Over the holidays, our children gifted us with a couple starter kits for “funky vegetables.” It had delights such as purple carrots, watermelon radishes, striped tomatoes, rainbow chard, red Brussels sprouts, golden zucchini and more. This inspired us to expand our gardening activities with spring approaching.

We already had herbs like oregano, basil, garlic and rosemary going in addition to our fruit and citrus trees and some microgreens. We decided, however, to build some raised beds for herbs and veggies in our backyard. They arrived from local craftsman and gardeners Collin and Lacey from Gulf Coast Gardens this weekend complete with a full complement of healthy soil with bacterial microbiome for organic fertilization.

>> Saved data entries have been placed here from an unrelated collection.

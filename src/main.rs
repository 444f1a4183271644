//! Advisor demo host (default binary).
//!
//! Runs each engine on its canonical board and prints the analysis as JSON,
//! followed by the suggestion explanation and a hint at the configured
//! difficulty. Settings come from `ADVISOR_*` environment variables.

use std::sync::Arc;

use anyhow::Result;

use arcade_advisor::core::{
    AdvisorConfig, ConfigProvider, DecisionEngine, EngineContext, SharedConfig,
    StepByStepExplainer, TelemetryLog, TelemetrySink,
};
use arcade_advisor::engine::{adaptive_drop_interval_ms, MineSolver, PlacementEvaluator, SnakePlanner};
use arcade_advisor::types::{
    BlockBoard, Direction, GameKind, MineBoard, PieceKind, Position, SnakeBoard,
};

fn main() -> Result<()> {
    let config = SharedConfig::from_env();
    let telemetry = Arc::new(TelemetryLog::new());
    let explainer = Arc::new(StepByStepExplainer);

    let context = |game: GameKind| {
        EngineContext::new(game, Arc::new(config.clone()))
            .with_telemetry(telemetry.clone())
            .with_explainer(explainer.clone())
    };

    let settings = config.snapshot();

    let mut mines = MineSolver::with_context(context(GameKind::Minesweeper));
    let mut board = MineBoard::new(5, 5, vec![Position::new(4, 4)]);
    board.reveal(Position::new(0, 0));
    report(&mut mines, &board, &settings)?;

    let mut snake = SnakePlanner::with_context(context(GameKind::Snake));
    let board = SnakeBoard::new(
        20,
        20,
        vec![Position::new(5, 5), Position::new(4, 5), Position::new(3, 5)],
        Direction::Right,
        Position::new(10, 10),
    );
    report(&mut snake, &board, &settings)?;
    if let Some(food) = snake.place_food(&board, &mut rand::rng()) {
        println!("Next food cell: {}", food);
    }

    let mut blocks = PlacementEvaluator::with_context(context(GameKind::Tetris));
    let board = BlockBoard::new(PieceKind::I);
    report(&mut blocks, &board, &settings)?;
    println!(
        "Drop interval at level {}: {}ms",
        board.level,
        adaptive_drop_interval_ms(board.level, board.lines_cleared, board.pieces_placed)
    );

    if settings.debug_mode {
        println!("\n== telemetry ==");
        for game in [GameKind::Minesweeper, GameKind::Snake, GameKind::Tetris] {
            if let Some(record) = telemetry.latest(game) {
                println!("{}", record.to_json());
            }
        }
    }

    Ok(())
}

fn report<E: DecisionEngine>(
    engine: &mut E,
    snapshot: &E::Snapshot,
    settings: &AdvisorConfig,
) -> Result<()> {
    let analysis = engine.analyze(snapshot);
    println!("== {} ==", engine.game().as_str());
    println!("{}", serde_json::to_string_pretty(&analysis)?);

    let suggestion = engine.suggestion();
    println!("\n{}", engine.explain_decision(&suggestion));

    let hint = engine.hint(settings.difficulty);
    println!("\nHint ({:.2}): {}", settings.difficulty, hint.message);
    if let Some(detail) = &hint.detail {
        println!("{}", detail);
    }
    println!();
    Ok(())
}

Veggie garden is 2 feet by 4 feet, and herb garden is 1 foot by 3 feet. Interspersing herbs with vegetables is even better because you can “companion plant” to keep pests down and help plants thrive. So if anyone wants one smaller garden, combining herbs and veggies is best.

Raised beds are a nice option for those with limited space, an achy back or a limited budget. They are easy to reach and to locate for optimal sun and rain.

Other options include small window boxes, a mini-garden on your steps, potted plantings for herbs, indoor pots with a grow light, or for the adventurous, some hydroponics. It’s a way to stretch your food budget to enjoy the freshest of your produce throughout the year. Galveston has a yearlong growing season, and we can have a garden yielding something all the time.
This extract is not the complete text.